La RDC exige une gouvernance équitable des ressources naturelles
À l’ONU, la République démocratique du Congo a marqué un tournant dans sa diplomatie minière. Lors d’une réunion d’envergure dédiée aux minerais critiques, Kinshasa a défendu une vision radicalement nouvelle : transformer le rôle du pays dans la chaîne de valeur mondiale. Thérèse Kayikwamba Wagner, ministre d’État en charge des Affaires étrangères et de la Coopération internationale, a porté un discours sans concession, liant ressources naturelles, souveraineté et sécurité internationale.
Des richesses naturelles au service de la transition énergétique
Le message était clair : les pays producteurs comme la RDC ne peuvent plus se contenter d’exporter des matières brutes. « La vraie richesse ne réside pas dans l’extraction, mais dans la transformation », a-t-elle martelé devant les États membres. Elle a plaidé pour un partenariat gagnant-gagnant, où les investissements dans les infrastructures, les technologies et la formation permettraient à la RDC de devenir un acteur clé de l’industrie mondiale des batteries et des énergies renouvelables.

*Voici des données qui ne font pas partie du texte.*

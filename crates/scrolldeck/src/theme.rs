use eframe::egui::Color32;

#[derive(Debug, Clone)]
pub struct Theme {
    pub name: String,
    pub background: Color32,
    pub foreground: Color32,
    pub heading_color: Color32,
    pub muted: Color32,
    pub panel: Color32,
    /// Opaque fill for stack cards, so pinned cards hide the ones beneath.
    pub card: Color32,
    pub panel_border: Color32,
    /// Active dot and stack scrollbar.
    pub accent: Color32,
    pub dot_inactive: Color32,
    /// Revenue figure.
    pub highlight: Color32,
    /// Association benefit line on stack cards.
    pub secondary: Color32,
    pub title_size: f32,
    pub subtitle_size: f32,
    pub body_size: f32,
    pub small_size: f32,
    pub figure_size: f32,
}

impl Theme {
    pub fn dark() -> Self {
        Self {
            name: "dark".to_string(),
            background: Color32::from_rgb(0x03, 0x07, 0x12),
            foreground: Color32::from_rgb(0xEE, 0xF2, 0xFF),
            heading_color: Color32::WHITE,
            muted: Color32::from_rgb(0xCB, 0xD5, 0xE1),
            panel: Color32::from_rgba_unmultiplied(0xFF, 0xFF, 0xFF, 0x0D),
            card: Color32::from_rgb(0x0E, 0x15, 0x2B),
            panel_border: Color32::from_rgba_unmultiplied(0xFF, 0xFF, 0xFF, 0x1A),
            accent: Color32::from_rgb(0x7C, 0x3A, 0xED),
            dot_inactive: Color32::from_rgb(0x79, 0xE7, 0xF3),
            highlight: Color32::from_rgb(0x34, 0xD3, 0x99),
            secondary: Color32::from_rgb(0x30, 0xCF, 0xCE),
            title_size: 40.0,
            subtitle_size: 18.0,
            body_size: 18.0,
            small_size: 13.0,
            figure_size: 36.0,
        }
    }

    pub fn light() -> Self {
        Self {
            name: "light".to_string(),
            background: Color32::from_rgb(0xF8, 0xFA, 0xFC),
            foreground: Color32::from_rgb(0x1A, 0x1A, 0x2E),
            heading_color: Color32::from_rgb(0x16, 0x21, 0x3E),
            muted: Color32::from_rgb(0x47, 0x55, 0x69),
            panel: Color32::from_rgba_unmultiplied(0x0F, 0x17, 0x2A, 0x0D),
            card: Color32::WHITE,
            panel_border: Color32::from_rgba_unmultiplied(0x0F, 0x17, 0x2A, 0x1F),
            accent: Color32::from_rgb(0x6D, 0x28, 0xD9),
            dot_inactive: Color32::from_rgb(0x0E, 0x74, 0x90),
            highlight: Color32::from_rgb(0x05, 0x96, 0x69),
            secondary: Color32::from_rgb(0x0F, 0x76, 0x6E),
            title_size: 40.0,
            subtitle_size: 18.0,
            body_size: 18.0,
            small_size: 13.0,
            figure_size: 36.0,
        }
    }

    pub fn from_name(name: &str) -> Self {
        match name {
            "light" => Self::light(),
            _ => Self::dark(),
        }
    }

    /// Apply opacity to a color
    pub fn with_opacity(color: Color32, opacity: f32) -> Color32 {
        let alpha = (color.a() as f32 * opacity.clamp(0.0, 1.0)) as u8;
        Color32::from_rgba_unmultiplied(color.r(), color.g(), color.b(), alpha)
    }

    /// Narrow windows get smaller type, like a phone-width page.
    pub fn compact(&self, width: f32) -> bool {
        width < 768.0
    }

    pub fn title_size_for(&self, width: f32) -> f32 {
        if self.compact(width) { 28.0 } else { self.title_size }
    }

    pub fn body_size_for(&self, width: f32) -> f32 {
        if self.compact(width) { 16.0 } else { self.body_size }
    }
}
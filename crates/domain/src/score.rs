//! The party-wide shared score.

use serde::{Deserialize, Serialize};

use crate::DomainError;

/// Row id of the single shared-score row.
pub const SHARED_SCORE_ROW_ID: i64 = 1;

/// Single global points pool the whole party spends from.
#[derive(Debug, Clone, Copy, PartialEq, Eq, Hash, PartialOrd, Ord, Serialize, Deserialize)]
#[serde(transparent)]
pub struct SharedScore(u16);

impl SharedScore {
    pub const MIN: u16 = 0;
    pub const MAX: u16 = 200;
    pub const DEFAULT: u16 = 135;

    pub fn new(value: i64) -> Result<Self, DomainError> {
        if !(i64::from(Self::MIN)..=i64::from(Self::MAX)).contains(&value) {
            return Err(DomainError::out_of_range(
                "shared score",
                value,
                i64::from(Self::MIN),
                i64::from(Self::MAX),
            ));
        }
        // In range, so the narrowing is lossless.
        Ok(Self(value as u16))
    }

    pub fn value(&self) -> u16 {
        self.0
    }
}

impl Default for SharedScore {
    fn default() -> Self {
        Self(Self::DEFAULT)
    }
}

#[cfg(test)]
mod tests {
    use super::*;

    #[test]
    fn defaults_to_135() {
        assert_eq!(SharedScore::default().value(), 135);
    }

    #[test]
    fn accepts_inclusive_bounds_and_rejects_outside() {
        assert_eq!(SharedScore::new(0).map(|s| s.value()), Ok(0));
        assert_eq!(SharedScore::new(200).map(|s| s.value()), Ok(200));
        assert!(SharedScore::new(201).is_err());
        assert!(SharedScore::new(-1).is_err());
    }
}
//! Sheet Sync Service - local state plus remote mirroring
//!
//! `SheetSync` is the single entry point for mutating character sheets and
//! the shared score. Every dispatch applies the reducer to the latest cell
//! value synchronously, then, for locally originated actions only, queues
//! the matching remote write.

use std::sync::Arc;
use std::time::Duration;

use partysheet_domain::{
    key_between, Character, DomainError, InventoryItem, ItemId, PlayerId, SessionId,
    SharedScore,
};

use crate::ports::outbound::RemoteStorePort;
use crate::state::{CharacterRegistry, ScoreCell};

use super::debounce::DEFAULT_STATUS_QUIET_PERIOD;
use super::mapping::{command_for, score_row};
use super::{
    reduce, reduce_score, CharacterAction, Effect, FieldWrite, InventoryEdit, Origin, OutboundWriter,
    Rejection, StatusDebouncer, WriteCommand,
};

/// Tunables for [`SheetSync`].
#[derive(Debug, Clone)]
pub struct SyncConfig {
    pub status_quiet_period: Duration,
}

impl Default for SyncConfig {
    fn default() -> Self {
        Self {
            status_quiet_period: DEFAULT_STATUS_QUIET_PERIOD,
        }
    }
}

#[derive(Debug, Clone)]
pub struct SheetSync {
    session: SessionId,
    registry: CharacterRegistry,
    score: ScoreCell,
    writer: OutboundWriter,
    status: StatusDebouncer,
}

impl SheetSync {
    /// Must be called inside a tokio runtime; spawns the outbound writer.
    pub fn new(
        registry: CharacterRegistry,
        score: ScoreCell,
        store: Arc<dyn RemoteStorePort>,
        session: SessionId,
        config: SyncConfig,
    ) -> Self {
        let writer = OutboundWriter::spawn(store);
        let status = StatusDebouncer::new(writer.clone(), session, config.status_quiet_period);
        Self {
            session,
            registry,
            score,
            writer,
            status,
        }
    }

    pub fn session_id(&self) -> SessionId {
        self.session
    }

    pub fn registry(&self) -> &CharacterRegistry {
        &self.registry
    }

    pub fn score_cell(&self) -> &ScoreCell {
        &self.score
    }

    /// Latest snapshot of `player`'s sheet.
    pub fn character(&self, player: &PlayerId) -> Character {
        self.registry.character(player)
    }

    pub fn score(&self) -> SharedScore {
        self.score.get()
    }

    /// Applies `action` to `player`'s sheet.
    ///
    /// A rejected action leaves both the local cell and the store untouched.
    pub fn dispatch(
        &self,
        player: &PlayerId,
        action: CharacterAction,
        origin: Origin,
    ) -> Result<(), Rejection> {
        let cell = self.registry.cell(player);
        let effect = cell
            .try_update(|prev| {
                reduce(player, prev, action, origin).map(|t| (t.next, t.effect))
            })
            .map_err(|rejection| {
                tracing::debug!(error = %rejection, ?origin, "Action rejected");
                rejection
            })?;

        if let Some(effect) = effect {
            self.run_effect(player, effect);
        }
        Ok(())
    }

    /// Sets the shared score.
    pub fn dispatch_score(&self, value: i64, origin: Origin) -> Result<(), Rejection> {
        let effect = self
            .score
            .try_update(|prev| reduce_score(*prev, value, origin).map(|t| (t.next, t.effect)))
            .map_err(|rejection| {
                tracing::debug!(error = %rejection, ?origin, "Score change rejected");
                rejection
            })?;

        if let Some(Effect::Upsert(FieldWrite::Score(score))) = effect {
            self.writer
                .submit(WriteCommand::Upsert(score_row(score, self.session)));
        }
        Ok(())
    }

    /// Adds `delta` to the player's adversity tokens.
    pub fn adjust_adversity(&self, player: &PlayerId, delta: i64) -> Result<(), Rejection> {
        let current = i64::from(self.character(player).adversity_tokens);
        let target = current.checked_add(delta).ok_or_else(|| Rejection {
            player: player.to_string(),
            action: "adversity",
            reason: DomainError::out_of_range("adversity tokens", delta, -current, i64::MAX - current),
        })?;
        self.dispatch(player, CharacterAction::Adversity(target), Origin::Local)
    }

    /// Appends a blank item to the player's inventory and returns its id.
    pub fn add_inventory_item(&self, player: &PlayerId) -> Result<ItemId, Rejection> {
        let id = ItemId::new();
        self.dispatch(
            player,
            CharacterAction::InventoryItem(InventoryEdit::New(id)),
            Origin::Local,
        )?;
        Ok(id)
    }

    /// Replaces an item's name and description. Its position is unchanged.
    pub fn edit_inventory_item(
        &self,
        player: &PlayerId,
        id: ItemId,
        name: impl Into<String>,
        description: impl Into<String>,
    ) -> Result<(), Rejection> {
        let mut item = self.owned_item(player, id, "inventory-item")?;
        item.name = name.into();
        item.description = description.into();
        self.dispatch(
            player,
            CharacterAction::InventoryItem(InventoryEdit::Item(item)),
            Origin::Local,
        )
    }

    /// Deletes an item that was created but never filled in.
    ///
    /// Returns whether the item was deleted.
    pub fn discard_if_empty(&self, player: &PlayerId, id: ItemId) -> Result<bool, Rejection> {
        let item = self.owned_item(player, id, "delete-inventory")?;
        if !item.is_empty() {
            return Ok(false);
        }
        self.dispatch(player, CharacterAction::DeleteInventory(id), Origin::Local)?;
        Ok(true)
    }

    pub fn delete_inventory_item(&self, player: &PlayerId, id: ItemId) -> Result<(), Rejection> {
        self.dispatch(player, CharacterAction::DeleteInventory(id), Origin::Local)
    }

    /// Moves the item displayed at `from` so it is displayed at `to`.
    ///
    /// Only the moved item gets a new order key, computed from its new
    /// neighbours in display order. Neighbours sharing a key leave no gap, so
    /// the item then lands after every item holding that key.
    pub fn move_inventory_item(
        &self,
        player: &PlayerId,
        from: usize,
        to: usize,
    ) -> Result<(), Rejection> {
        let reject = |reason| Rejection {
            player: player.to_string(),
            action: "inventory-item",
            reason,
        };

        let mut items = self.character(player).sorted_inventory();
        if from >= items.len() || to >= items.len() {
            return Err(reject(DomainError::validation(format!(
                "cannot move item {} to {} in a list of {}",
                from,
                to,
                items.len()
            ))));
        }
        if from == to {
            return Ok(());
        }

        let mut moved = items.remove(from);
        items.insert(to, moved.clone());
        let prev = to.checked_sub(1).map(|i| items[i].order.as_str());
        let next = items[to + 1..]
            .iter()
            .map(|item| item.order.as_str())
            .find(|order| prev < Some(*order));
        moved.order = key_between(prev, next).map_err(reject)?;

        tracing::debug!(
            player = %player,
            item = %moved.id,
            order = %moved.order,
            "Moving inventory item"
        );
        self.dispatch(
            player,
            CharacterAction::InventoryItem(InventoryEdit::Item(moved)),
            Origin::Local,
        )
    }

    /// True while a status edit for `player` is waiting to be written.
    pub fn is_status_pending(&self, player: &PlayerId) -> bool {
        self.status.is_pending(player)
    }

    /// Waits until every write queued so far has reached the store.
    ///
    /// Debounced status edits are not queued until their timer fires.
    pub async fn flush(&self) {
        self.writer.flush().await;
    }

    fn run_effect(&self, player: &PlayerId, effect: Effect) {
        match effect {
            Effect::DebounceStatus(status) => self.status.schedule(player, status),
            effect => {
                if let Some(command) = command_for(player, effect, self.session) {
                    self.writer.submit(command);
                }
            }
        }
    }

    fn owned_item(
        &self,
        player: &PlayerId,
        id: ItemId,
        action: &'static str,
    ) -> Result<InventoryItem, Rejection> {
        self.registry
            .cell(player)
            .read(|c| c.item(id).cloned())
            .ok_or_else(|| Rejection {
                player: player.to_string(),
                action,
                reason: DomainError::validation(format!("{} has no item {}", player, id)),
            })
    }
}
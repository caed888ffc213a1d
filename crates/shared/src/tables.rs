//! Remote table names and their natural keys.

use std::fmt;
use std::str::FromStr;

use serde::{Deserialize, Serialize};

/// One remote table per synchronized concept.
#[derive(Debug, Clone, Copy, PartialEq, Eq, Hash, Serialize, Deserialize)]
#[serde(rename_all = "snake_case")]
pub enum Table {
    Adversity,
    Status,
    Stats,
    Inventory,
    /// Secondary dial, stored under its historical table name.
    Aimg,
    EltaisScore,
}

impl Table {
    pub const ALL: [Table; 6] = [
        Self::Adversity,
        Self::Status,
        Self::Stats,
        Self::Inventory,
        Self::Aimg,
        Self::EltaisScore,
    ];

    pub fn name(&self) -> &'static str {
        match self {
            Self::Adversity => "adversity",
            Self::Status => "status",
            Self::Stats => "stats",
            Self::Inventory => "inventory",
            Self::Aimg => "aimg",
            Self::EltaisScore => "eltais_score",
        }
    }

    /// Columns forming the natural key, as passed to `on_conflict`.
    pub fn conflict_columns(&self) -> &'static [&'static str] {
        match self {
            Self::Adversity | Self::Status | Self::Aimg => &["player"],
            Self::Stats => &["player", "stat"],
            Self::Inventory | Self::EltaisScore => &["id"],
        }
    }
}

impl fmt::Display for Table {
    fn fmt(&self, f: &mut fmt::Formatter<'_>) -> fmt::Result {
        f.write_str(self.name())
    }
}

impl FromStr for Table {
    type Err = crate::ProtocolError;

    fn from_str(s: &str) -> Result<Self, Self::Err> {
        Self::ALL
            .iter()
            .copied()
            .find(|table| table.name() == s)
            .ok_or_else(|| crate::ProtocolError::UnknownTable(s.to_string()))
    }
}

Son argumentaire s’appuyait sur une évidence : les minerais critiques (cobalt, coltan, cuivre, etc.) sont indispensables à la transition énergétique, mais leur exploitation reste déséquilibrée. La RDC, qui détient près de 70 % des réserves mondiales de cobalt, entend désormais capter une part plus grande de la valeur ajoutée générée par ces ressources.
Le Rwanda pointé du doigt pour son rôle dans l’exploitation illicite
L’intervention de la diplomatie congolaise a pris une dimension géopolitique avec l’accusation directe portée contre le Rwanda. S’appuyant sur les rapports du Groupe d’experts de l’ONU, Thérèse Kayikwamba Wagner a révélé des chiffres accablants : près de 1 400 tonnes de coltan auraient été frauduleusement exportées vers Kigali depuis la région de Rubaya, sous contrôle du M23. Ces transactions illicites généreraient jusqu’à 800 000 dollars par mois, alimentant directement les groupes armés et fragilisant la stabilité de l’Est de la RDC.
La ministre a dénoncé l’absence de sanctions internationales contre le Rwanda, malgré ces preuves, soulignant l’hypocrisie d’un système qui sanctionne les pays producteurs tout en fermant les yeux sur les réseaux de contrebande facilitant le financement des conflits.
Vers une réforme globale de la gouvernance minière internationale
Pour Kinshasa, la question des minerais critiques dépasse le cadre économique. Thérèse Kayikwamba Wagner a annoncé que la RDC, en sa qualité de présidente du Conseil de sécurité de l’ONU, portera un projet de réforme visant à lier étroitement exploitation des ressources, paix et développement. Son objectif : créer un cadre international où traçabilité, transparence et responsabilité s’imposeraient à tous les maillons de la chaîne, des producteurs aux consommateurs.
Elle a également insisté sur la nécessité de protéger les exploitations artisanales légales, souvent criminalisées par des réglementations mal adaptées, tout en luttant contre la fraude et le blanchiment liés aux minerais des conflits.
Une offensive diplomatique aux répercussions régionales
Cette prise de parole à l’ONU s’inscrit dans une stratégie plus large de la RDC pour repositionner le débat sur les minerais stratégiques. En liant souveraineté économique, sécurité régionale et justice internationale, Kinshasa cherche à faire pression sur ses partenaires tout en consolidant son leadership en Afrique centrale.
Le message est sans ambiguïté : la RDC ne sera plus un simple fournisseur de matières premières. Elle exige désormais une place centrale dans la gouvernance mondiale des ressources, au nom d’une transition énergétique juste et inclusive.